Yeah. I mean, all the data is dirty. Especially... Well, it's all dirty. So it's all got errors, and there are a lot of duplicates in the datasets. Between datasets and in the same dataset that need to be accounted for. There are weird character encoding issues. Not in OpenStreetMap, but in the other dataset. And there's just, like, heaps of errors. Like people writing all in caps lock. It bugs the hell out of me. Incorrect name tags. Like... Name... Lamp post. Do I need to know it's a lamp post? It's marked as a lamp post and named as a lamp post as well. Suffixes and prefixes. You know what I'm talking about. Not very fun. Just some formats that you want to import. OpenStreetMap, obviously. Shape files. Just random TSV files that you get, et cetera. So we're providing adapters for all those formats. Just briefly on import pipelines, they can run for hours or days, so you need to kind of test your code pretty well for those things. Potentially going to use a large amount of RAM to do them. Polygon intersections -- you might not want to load 8 gigs of polygons into RAM, and you need to prevent flooding and crashing, like I said before, for obvious reasons. So these are our stats at the moment. 166.4 million places in the database. And you can see kind of where they come from. These are nodes, like places. And these are ways that are places as well. And then some OpenStreetMap entities have, like, address, house number, and address street on the tags as well. So we pull those out and make them a separate entity as well, so you can search by address. And there's 44.9 million of them in there. Compared to the open addresses that we're doing, which gives us 96.9. So you can see already with open addresses, though it's a young project, it has twice as many addresses than OSM. Although I think we could probably get a little bit more, because we're not really parsing the ranges of those completely. If it's 3-5, we're not parsing that at the moment. Any questions?

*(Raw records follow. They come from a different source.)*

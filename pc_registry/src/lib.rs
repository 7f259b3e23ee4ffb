//! Resolves game concepts (like short grass) to the resource identifiers used
//! for them on each protocol version, and back.
//!
//! Identifiers get renamed between versions (`minecraft:grass` became
//! `minecraft:short_grass` in 1.20.3), and concepts get added. A [`Resolver`]
//! is built once from the generated resource table, and answers both
//! directions for any protocol number:
//!
//! ```
//! # use pc_registry::{Resolver, ReverseLookup};
//! # use pc_data::Source;
//! let resolver = Resolver::new(&Source::Bundled.load().unwrap()).unwrap();
//!
//! assert_eq!(resolver.resolve("short_grass", 764).unwrap()[0].as_str(), "minecraft:grass");
//! assert_eq!(resolver.resolve("short_grass", 765).unwrap()[0].as_str(), "minecraft:short_grass");
//! assert!(resolver.resolve("copper_bars", 755).unwrap().is_empty());
//!
//! let grass = resolver.resolve_reverse("minecraft:grass", 760);
//! assert_eq!(grass.first().unwrap().name(), "short_grass");
//! assert!(resolver.resolve_reverse("minecraft:grass", 765).is_unrecognized());
//! ```

#[macro_use]
extern crate log;

mod concept;
mod error;
mod ident;
mod index;
mod range;
mod resolver;
mod table;

pub use concept::{Binding, Concept, ConceptRecord, Resources};
pub use error::{ConstructionError, Error, Result, UnknownConcept};
pub use ident::{Identifier, InvalidIdentifier, DEFAULT_NAMESPACE};
pub use range::VersionRange;
pub use resolver::{Resolver, ReverseLookup};

use pc_common::config::{Config, TableSource};
use pc_data::Source;

/// Returns where the config says the table should be loaded from.
pub fn source(config: &Config) -> Source {
  match config.table.source {
    TableSource::Bundled => Source::Bundled,
    TableSource::Local => Source::Local(config.table.path.clone().into()),
  }
}

/// Loads the table described by the config, and builds a resolver from it.
/// This is meant to be called once on startup. Any error here means there is
/// no usable table, so callers should not continue.
pub fn load(config: &Config) -> Result<Resolver> {
  let source = source(config);
  let def = source.load()?;
  info!("read {} concepts from {}", def.concepts.len(), source);
  Ok(Resolver::new(&def)?)
}

#[cfg(test)]
mod tests {
  use super::*;
  use pretty_assertions::assert_eq;

  #[test]
  fn load_bundled() {
    let resolver = load(&Config::default()).unwrap();
    assert!(!resolver.is_empty());
    assert_eq!(resolver.coverage(), VersionRange::new(755, 774));
  }

  #[test]
  fn load_missing() {
    let mut config = Config::default();
    config.table.source = TableSource::Local;
    config.table.path = "does/not/exist.json".into();
    assert_eq!(source(&config), Source::Local("does/not/exist.json".into()));
    assert!(matches!(load(&config), Err(Error::Load(_))));
  }
}
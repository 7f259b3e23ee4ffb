#[macro_use]
extern crate log;

use log::LevelFilter;

pub mod config;
pub mod version;

pub use config::Config;

/// Initializes logger at the info level.
pub fn init(name: &str) { init_with_level(name, LevelFilter::Info) }

/// Initializes the logger, writing everything at or above `level` to stdout.
/// Calling this more than once does nothing; the first logger stays
/// installed.
pub fn init_with_level(name: &str, level: LevelFilter) {
  use log::{Level, Metadata, Record};

  struct Logger {
    level: LevelFilter,
  }

  impl log::Log for Logger {
    fn enabled(&self, metadata: &Metadata) -> bool { metadata.level() <= self.level }

    fn log(&self, record: &Record) {
      if self.enabled(record.metadata()) {
        let now = chrono::Local::now();
        print!("{} ", now.format("%Y-%m-%d %H:%M:%S%.3f"));
        #[cfg(debug_assertions)]
        {
          if let Some(path) = record.module_path() {
            print!("{path}");
          }
          if let Some(line) = record.line() {
            print!(":{line}");
          }
          print!(" ");
        }
        match record.level() {
          Level::Trace => print!("[\x1b[36mTRACE\x1b[0m]"),
          Level::Debug => print!("[\x1b[34mDEBUG\x1b[0m]"),
          Level::Info => print!("[\x1b[32mINFO\x1b[0m]"),
          Level::Warn => print!("[\x1b[33mWARN\x1b[0m]"),
          Level::Error => print!("[\x1b[31m\x1b[1mERROR\x1b[0m]"),
        }
        println!(" {}", record.args());
      }
    }

    fn flush(&self) {}
  }

  let logger = Box::new(Logger { level });
  match log::set_boxed_logger(logger) {
    Ok(()) => {
      log::set_max_level(level);
      debug!("logger for `{}` installed at {}", name, level);
    }
    Err(_) => debug!("logger already installed, ignoring init for `{}`", name),
  }
}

>> How many of those addresses from open address are unique, or do you have to conflate and dedupe between it and OSM?
>> We have a deduplicator for that one data pipeline but we're not using dedupe across data imports at the moment, so we're not actually sure of the amount which are duplicated there. That's the honest truth. It depends. Open addresses is really interesting, because in some countries you have great coverage. New Zealand is totally covered. But then in the UK, there's no coverage. And there's actually an open addresses UK project ongoing. There's a lot of politics and stuff around that, and so for that reason, all the OSM addresses in the UK are unique, but in the States, you might find there's more of an overlap. Especially in New York. And New Zealand, you would find there would probably be overlap as well. So we really... That's one of the areas we need to work on. It's actually a more difficult problem than it sounds like.
>> How comprehensive? What percent of the planet is that? What needs to be done, do you think?
>> How many addresses are there in the world?
>> What do you think the coverage is?
>> Guessing? If you ever look at openaddresses.io, they have a map.
>> You have six billion people, and assume three billion people per address...
>> Honestly, less than 10%. And OpenStreetMap is less than 5%.
>> In many cities, most houses do not have addresses. There are no street names, no house numbers. Just coordinates.
>> It's a big problem. That's one thing for open addresses.
>> And one other thing, Peter, about that import pipeline, do you use any delta or incremental system for that, or is it just --
>> At the moment, we don't do partial updates, we don't do minutely, hourly updates. We could do that with OpenStreetMap fairly easily, because the tooling is there. With the other datasets, it's not that easy. Until the deduplicator has matured a little more, we're probably going to continue to do full reindexes. Which we can do every couple of days.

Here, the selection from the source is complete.